//! The registry store: every slice currently published, plus the display mode.
//!
//! ## Ownership
//!
//! Each `register_slice` call mints a fresh [`OwnerToken`]. Unregistering or
//! updating requires the token of the current owner, so a stale owner whose
//! id was taken over by a later registration cannot remove or overwrite the
//! newer slice.
//!
//! ## Ordering
//!
//! Entries carry a registration sequence number. [`Registry::ordered_slices`]
//! sorts by effective order ascending, then by sequence ascending, which is
//! the order the serializer emits.
//!
//! ## Transient states
//!
//! Mounts and unmounts during a route change arrive as separate calls, so a
//! reader between them can observe old-route and new-route slices together,
//! or neither. Nothing reads the registry implicitly during that window.

use parking_lot::RwLock;
use std::collections::{BTreeMap, HashMap};
use std::fmt;
use std::sync::atomic::{AtomicU64, Ordering};
use std::sync::{Arc, Weak};

use crate::store::{InMemoryPreferenceStore, PreferenceStore};
use crate::telemetry::record_mode_change;
use crate::types::{Mode, Slice, SliceId, SlicePatch};
use crate::MODE_STORAGE_KEY;

/// Proof of ownership of a registry entry.
#[derive(Debug, Clone, Copy, PartialEq, Eq, PartialOrd, Ord, Hash)]
pub struct OwnerToken(u64);

impl OwnerToken {
    /// Raw token value.
    pub fn as_u64(&self) -> u64 {
        self.0
    }
}

impl fmt::Display for OwnerToken {
    fn fmt(&self, f: &mut fmt::Formatter<'_>) -> fmt::Result {
        write!(f, "owner#{}", self.0)
    }
}

/// Change notification delivered to subscribers.
#[derive(Debug, Clone, PartialEq, Eq)]
pub enum RegistryEvent {
    /// A slice was inserted or replaced by a new owner.
    SliceRegistered(SliceId),
    /// A slice's fields were patched.
    SliceUpdated(SliceId),
    /// A slice was removed by its owner.
    SliceUnregistered(SliceId),
    /// The display mode changed.
    ModeChanged(Mode),
}

type Listener = Arc<dyn Fn(&RegistryEvent) + Send + Sync>;

#[derive(Debug)]
struct Entry {
    slice: Arc<Slice>,
    owner: OwnerToken,
    seq: u64,
}

#[derive(Debug, Default)]
struct RegistryState {
    entries: HashMap<SliceId, Entry>,
    mode: Mode,
    next_seq: u64,
    version: u64,
}

impl RegistryState {
    fn bump(&mut self) {
        self.version += 1;
    }

    fn take_seq(&mut self) -> u64 {
        let seq = self.next_seq;
        self.next_seq += 1;
        seq
    }
}

struct RegistryInner {
    state: RwLock<RegistryState>,
    listeners: RwLock<BTreeMap<u64, Listener>>,
    preferences: Arc<dyn PreferenceStore>,
    next_owner: AtomicU64,
    next_listener: AtomicU64,
}

/// Handle to a single registry instance.
///
/// Cloning is cheap and every clone refers to the same registry; create one
/// at startup and pass clones to every consumer.
#[derive(Clone)]
pub struct Registry {
    inner: Arc<RegistryInner>,
}

impl Registry {
    /// Create a registry, loading the persisted mode from `preferences`.
    ///
    /// A read failure or unrecognized stored value starts in `Human` mode.
    pub fn new(preferences: Arc<dyn PreferenceStore>) -> Self {
        let mode = match preferences.get(MODE_STORAGE_KEY) {
            Ok(value) => Mode::from_stored(value.as_deref()),
            Err(e) => {
                tracing::warn!(error = %e, "failed to read persisted mode, defaulting to human");
                Mode::default()
            }
        };

        Self {
            inner: Arc::new(RegistryInner {
                state: RwLock::new(RegistryState {
                    mode,
                    ..RegistryState::default()
                }),
                listeners: RwLock::new(BTreeMap::new()),
                preferences,
                next_owner: AtomicU64::new(1),
                next_listener: AtomicU64::new(1),
            }),
        }
    }

    /// Create a registry backed by a fresh in-memory preference store.
    pub fn in_memory() -> Self {
        Self::new(Arc::new(InMemoryPreferenceStore::new()))
    }

    // ─────────────────────────────────────────────────────────────────────
    // Slice operations
    // ─────────────────────────────────────────────────────────────────────

    /// Insert or replace the entry at `slice.id`. Last write wins.
    ///
    /// Returns the token that owns the entry from now on.
    pub fn register_slice(&self, slice: Slice) -> OwnerToken {
        let owner = OwnerToken(self.inner.next_owner.fetch_add(1, Ordering::Relaxed));
        let id = slice.id.clone();

        {
            let mut state = self.inner.state.write();
            let seq = state.take_seq();
            let previous = state.entries.insert(
                id.clone(),
                Entry {
                    slice: Arc::new(slice),
                    owner,
                    seq,
                },
            );
            state.bump();

            if let Some(previous) = previous {
                tracing::debug!(
                    slice_id = %id,
                    previous_owner = %previous.owner,
                    owner = %owner,
                    "slice id taken over by new owner"
                );
            } else {
                tracing::debug!(slice_id = %id, owner = %owner, "slice registered");
            }
        }

        self.notify(&RegistryEvent::SliceRegistered(id));
        owner
    }

    /// Remove the entry at `id` if `owner` still owns it.
    ///
    /// Absent ids and entries owned by someone else are left alone. Returns
    /// whether an entry was removed.
    pub fn unregister_slice(&self, id: &SliceId, owner: OwnerToken) -> bool {
        let removed = {
            let mut state = self.inner.state.write();
            let current = state.entries.get(id).map(|entry| entry.owner);
            match current {
                Some(current) if current == owner => {
                    state.entries.remove(id);
                    state.bump();
                    true
                }
                Some(current) => {
                    tracing::debug!(
                        slice_id = %id,
                        owner = %owner,
                        current_owner = %current,
                        "ignoring unregister from non-owner"
                    );
                    false
                }
                None => false,
            }
        };

        if removed {
            tracing::debug!(slice_id = %id, owner = %owner, "slice unregistered");
            self.notify(&RegistryEvent::SliceUnregistered(id.clone()));
        }
        removed
    }

    /// Shallow-merge `patch` into the entry at `id`.
    ///
    /// When no entry exists, one is inserted from the patch over defaults and
    /// owned by `owner`. Patches from a non-owner are ignored.
    pub fn update_slice(&self, id: &SliceId, owner: OwnerToken, patch: SlicePatch) {
        let event = {
            let mut state = self.inner.state.write();
            let existing = state
                .entries
                .get(id)
                .map(|entry| (entry.owner, Arc::clone(&entry.slice)));

            match existing {
                Some((current, _)) if current != owner => {
                    tracing::debug!(
                        slice_id = %id,
                        owner = %owner,
                        current_owner = %current,
                        "ignoring update from non-owner"
                    );
                    None
                }
                Some((_, slice)) => {
                    let mut updated = (*slice).clone();
                    patch.apply_to(&mut updated);
                    if let Some(entry) = state.entries.get_mut(id) {
                        entry.slice = Arc::new(updated);
                    }
                    state.bump();
                    Some(RegistryEvent::SliceUpdated(id.clone()))
                }
                None => {
                    let seq = state.take_seq();
                    let slice = Slice::from_patch(id.clone(), patch);
                    state.entries.insert(
                        id.clone(),
                        Entry {
                            slice: Arc::new(slice),
                            owner,
                            seq,
                        },
                    );
                    state.bump();
                    tracing::debug!(slice_id = %id, owner = %owner, "update inserted missing slice");
                    Some(RegistryEvent::SliceRegistered(id.clone()))
                }
            }
        };

        if let Some(event) = event {
            self.notify(&event);
        }
    }

    /// Snapshot of all slices, in unspecified order.
    pub fn get_slices(&self) -> Vec<Arc<Slice>> {
        self.inner
            .state
            .read()
            .entries
            .values()
            .map(|entry| Arc::clone(&entry.slice))
            .collect()
    }

    /// Snapshot of all slices in emission order: effective order ascending,
    /// then registration sequence ascending.
    pub fn ordered_slices(&self) -> Vec<Arc<Slice>> {
        let state = self.inner.state.read();
        let mut entries: Vec<(f64, u64, Arc<Slice>)> = state
            .entries
            .values()
            .map(|entry| (entry.slice.effective_order(), entry.seq, Arc::clone(&entry.slice)))
            .collect();
        drop(state);

        entries.sort_by(|a, b| a.0.total_cmp(&b.0).then_with(|| a.1.cmp(&b.1)));
        entries.into_iter().map(|(_, _, slice)| slice).collect()
    }

    /// Look up one slice.
    pub fn get(&self, id: &SliceId) -> Option<Arc<Slice>> {
        self.inner
            .state
            .read()
            .entries
            .get(id)
            .map(|entry| Arc::clone(&entry.slice))
    }

    /// Whether a slice is registered under `id`.
    pub fn contains(&self, id: &SliceId) -> bool {
        self.inner.state.read().entries.contains_key(id)
    }

    /// Current owner of `id`, if registered.
    pub fn owner_of(&self, id: &SliceId) -> Option<OwnerToken> {
        self.inner.state.read().entries.get(id).map(|entry| entry.owner)
    }

    /// Number of registered slices.
    pub fn len(&self) -> usize {
        self.inner.state.read().entries.len()
    }

    /// Check if the registry is empty.
    pub fn is_empty(&self) -> bool {
        self.inner.state.read().entries.is_empty()
    }

    /// Counter bumped on every mutation.
    pub fn version(&self) -> u64 {
        self.inner.state.read().version
    }

    // ─────────────────────────────────────────────────────────────────────
    // Mode
    // ─────────────────────────────────────────────────────────────────────

    /// Current display mode.
    pub fn mode(&self) -> Mode {
        self.inner.state.read().mode
    }

    /// Set and persist the display mode.
    ///
    /// Storage failures are logged and ignored; the in-memory mode stays
    /// authoritative for this instance.
    pub fn set_mode(&self, mode: Mode) {
        self.transition_mode(|_| mode);
    }

    /// Flip between `Human` and `Machine`. Returns the new mode.
    ///
    /// The flip happens under the state lock, so concurrent toggles each
    /// take effect.
    pub fn toggle_mode(&self) -> Mode {
        self.transition_mode(|mode| mode.toggled())
    }

    fn transition_mode(&self, next: impl FnOnce(Mode) -> Mode) -> Mode {
        let (previous, mode) = {
            let mut state = self.inner.state.write();
            let previous = state.mode;
            let mode = next(previous);
            if previous != mode {
                state.mode = mode;
                state.bump();
            }
            (previous, mode)
        };

        if let Err(e) = self.inner.preferences.set(MODE_STORAGE_KEY, mode.as_str()) {
            tracing::warn!(error = %e, mode = %mode, "failed to persist mode");
        }

        if previous != mode {
            record_mode_change(previous, mode);
            self.notify(&RegistryEvent::ModeChanged(mode));
        }
        mode
    }

    // ─────────────────────────────────────────────────────────────────────
    // Subscriptions
    // ─────────────────────────────────────────────────────────────────────

    /// Register a listener called synchronously after every change.
    ///
    /// Listeners run after the state lock is released, so they may read the
    /// registry. Dropping the returned [`Subscription`] removes the listener.
    pub fn subscribe<F>(&self, listener: F) -> Subscription
    where
        F: Fn(&RegistryEvent) + Send + Sync + 'static,
    {
        let id = self.inner.next_listener.fetch_add(1, Ordering::Relaxed);
        self.inner.listeners.write().insert(id, Arc::new(listener));
        Subscription {
            registry: Arc::downgrade(&self.inner),
            id,
        }
    }

    fn notify(&self, event: &RegistryEvent) {
        let listeners: Vec<Listener> = self.inner.listeners.read().values().cloned().collect();
        for listener in listeners {
            listener(event);
        }
    }
}

impl Default for Registry {
    fn default() -> Self {
        Self::in_memory()
    }
}

impl fmt::Debug for Registry {
    fn fmt(&self, f: &mut fmt::Formatter<'_>) -> fmt::Result {
        let state = self.inner.state.read();
        f.debug_struct("Registry")
            .field("slices", &state.entries.len())
            .field("mode", &state.mode)
            .field("version", &state.version)
            .finish()
    }
}

/// Active listener registration. Dropping it unsubscribes.
#[derive(Debug)]
pub struct Subscription {
    registry: Weak<RegistryInner>,
    id: u64,
}

impl Drop for Subscription {
    fn drop(&mut self) {
        if let Some(inner) = self.registry.upgrade() {
            inner.listeners.write().remove(&self.id);
        }
    }
}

★ ★ ★ ★ ★ ★ ★

| What to do |
Pick out and copy the lines of the material that include the word "InMemoryPreferenceStore".

| Your solution |
use crate::store::{InMemoryPreferenceStore, PreferenceStore};
        Self::new(Arc::new(InMemoryPreferenceStore::new()))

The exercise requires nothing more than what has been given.